◆ SUPPLIED RECORDS
/// Account model and database operations
///
/// An account is the tenant: the billing and data-isolation boundary. Every
/// campaign, review and page in the product is scoped to exactly one account.
/// Users reach an account only through a [`Membership`](super::membership::Membership).
///
/// # Schema
///
/// ```sql
/// CREATE TABLE accounts (
///     id UUID PRIMARY KEY DEFAULT gen_random_uuid(),
///     name VARCHAR(255) NOT NULL,
///     plan VARCHAR(50) NOT NULL DEFAULT 'free',
///     user_limit INTEGER NOT NULL DEFAULT 1,
///     created_by UUID,
///     created_at TIMESTAMPTZ NOT NULL DEFAULT NOW(),
///     updated_at TIMESTAMPTZ NOT NULL DEFAULT NOW()
/// );
/// ```
///
/// Accounts are created and deleted by account-management flows elsewhere;
/// the authorization layer only reads them.

use chrono::{DateTime, Duration, Utc};
use serde::{Deserialize, Serialize};
use sqlx::PgPool;
use uuid::Uuid;

/// Plan tiers
#[derive(Debug, Clone, Copy, PartialEq, Eq, Serialize, Deserialize)]
#[serde(rename_all = "lowercase")]
pub enum AccountPlan {
    /// Free tier, single seat
    Free,

    /// Starter tier
    Starter,

    /// Professional tier
    Pro,

    /// Agency tier (many client accounts)
    Agency,
}

impl AccountPlan {
    /// Converts plan to string for database storage
    pub fn as_str(&self) -> &'static str {
        match self {
            AccountPlan::Free => "free",
            AccountPlan::Starter => "starter",
            AccountPlan::Pro => "pro",
            AccountPlan::Agency => "agency",
        }
    }
}

/// Account row
#[derive(Debug, Clone, Serialize, Deserialize, sqlx::FromRow)]
pub struct Account {
    /// Unique account ID
    pub id: Uuid,

    /// Display name
    pub name: String,

    /// Plan tier as stored
    pub plan: String,

    /// Maximum number of members the plan allows
    pub user_limit: i32,

    /// User who created the account
    ///
    /// Used only by the creator grace fallback while the creator's membership
    /// row may still be replicating.
    pub created_by: Option<Uuid>,

    /// When the account was created
    pub created_at: DateTime<Utc>,

    /// When the account was last updated
    pub updated_at: DateTime<Utc>,
}

impl Account {
    /// Whether `user_id` is the recorded creator of this account
    pub fn is_created_by(&self, user_id: Uuid) -> bool {
        self.created_by == Some(user_id)
    }

    /// Age of the account at `now` (zero if the clock is behind)
    pub fn age_at(&self, now: DateTime<Utc>) -> Duration {
        (now - self.created_at).max(Duration::zero())
    }

    /// Finds an account by ID
    ///
    /// # Errors
    ///
    /// Returns an error if the database query fails
    ///
    /// # Example
    ///
    /// ```no_run
    /// # use reviewdesk_shared::models::account::Account;
    /// # use sqlx::PgPool;
    /// # use uuid::Uuid;
    /// # async fn example(pool: PgPool, account_id: Uuid) -> Result<(), sqlx::Error> {
    /// if let Some(account) = Account::find_by_id(&pool, account_id).await? {
    ///     println!("Found account: {}", account.name);
    /// }
    /// # Ok(())
    /// # }
    /// ```
    pub async fn find_by_id(pool: &PgPool, id: Uuid) -> Result<Option<Self>, sqlx::Error> {
        let account = sqlx::query_as::<_, Account>(
            r#"
            SELECT id, name, plan, user_limit, created_by, created_at, updated_at
            FROM accounts
            WHERE id = $1
            "#,
        )
        .bind(id)
        .fetch_optional(pool)
        .await?;

        Ok(account)
    }
}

◆ WORK REQUIRED
Restate every line of the listing word for word.

◆ EXERCISE ANSWER
/// Account model and database operations
///
/// An account is the tenant: the billing and data-isolation boundary. Every
/// campaign, review and page in the product is scoped to exactly one account.
/// Users reach an account only through a [`Membership`](super::membership::Membership).
///
/// # Schema
///
/// ```sql
/// CREATE TABLE accounts (
///     id UUID PRIMARY KEY DEFAULT gen_random_uuid(),
///     name VARCHAR(255) NOT NULL,
///     plan VARCHAR(50) NOT NULL DEFAULT 'free',
///     user_limit INTEGER NOT NULL DEFAULT 1,
///     created_by UUID,
///     created_at TIMESTAMPTZ NOT NULL DEFAULT NOW(),
///     updated_at TIMESTAMPTZ NOT NULL DEFAULT NOW()
/// );
/// ```
///
/// Accounts are created and deleted by account-management flows elsewhere;
/// the authorization layer only reads them.

use chrono::{DateTime, Duration, Utc};
use serde::{Deserialize, Serialize};
use sqlx::PgPool;
use uuid::Uuid;

/// Plan tiers
#[derive(Debug, Clone, Copy, PartialEq, Eq, Serialize, Deserialize)]
#[serde(rename_all = "lowercase")]
pub enum AccountPlan {
    /// Free tier, single seat
    Free,

    /// Starter tier
    Starter,

    /// Professional tier
    Pro,

    /// Agency tier (many client accounts)
    Agency,
}

impl AccountPlan {
    /// Converts plan to string for database storage
    pub fn as_str(&self) -> &'static str {
        match self {
            AccountPlan::Free => "free",
            AccountPlan::Starter => "starter",
            AccountPlan::Pro => "pro",
            AccountPlan::Agency => "agency",
        }
    }
}

/// Account row
#[derive(Debug, Clone, Serialize, Deserialize, sqlx::FromRow)]
pub struct Account {
    /// Unique account ID
    pub id: Uuid,

    /// Display name
    pub name: String,

    /// Plan tier as stored
    pub plan: String,

    /// Maximum number of members the plan allows
    pub user_limit: i32,

    /// User who created the account
    ///
    /// Used only by the creator grace fallback while the creator's membership
    /// row may still be replicating.
    pub created_by: Option<Uuid>,

    /// When the account was created
    pub created_at: DateTime<Utc>,

    /// When the account was last updated
    pub updated_at: DateTime<Utc>,
}

impl Account {
    /// Whether `user_id` is the recorded creator of this account
    pub fn is_created_by(&self, user_id: Uuid) -> bool {
        self.created_by == Some(user_id)
    }

    /// Age of the account at `now` (zero if the clock is behind)
    pub fn age_at(&self, now: DateTime<Utc>) -> Duration {
        (now - self.created_at).max(Duration::zero())
    }

    /// Finds an account by ID
    ///
    /// # Errors
    ///
    /// Returns an error if the database query fails
    ///
    /// # Example
    ///
    /// ```no_run
    /// # use reviewdesk_shared::models::account::Account;
    /// # use sqlx::PgPool;
    /// # use uuid::Uuid;
    /// # async fn example(pool: PgPool, account_id: Uuid) -> Result<(), sqlx::Error> {
    /// if let Some(account) = Account::find_by_id(&pool, account_id).await? {
    ///     println!("Found account: {}", account.name);
    /// }
    /// # Ok(())
    /// # }
    /// ```
    pub async fn find_by_id(pool: &PgPool, id: Uuid) -> Result<Option<Self>, sqlx::Error> {
        let account = sqlx::query_as::<_, Account>(
            r#"
            SELECT id, name, plan, user_limit, created_by, created_at, updated_at
            FROM accounts
            WHERE id = $1
            "#,
        )
        .bind(id)
        .fetch_optional(pool)
        .await?;

        Ok(account)
    }
}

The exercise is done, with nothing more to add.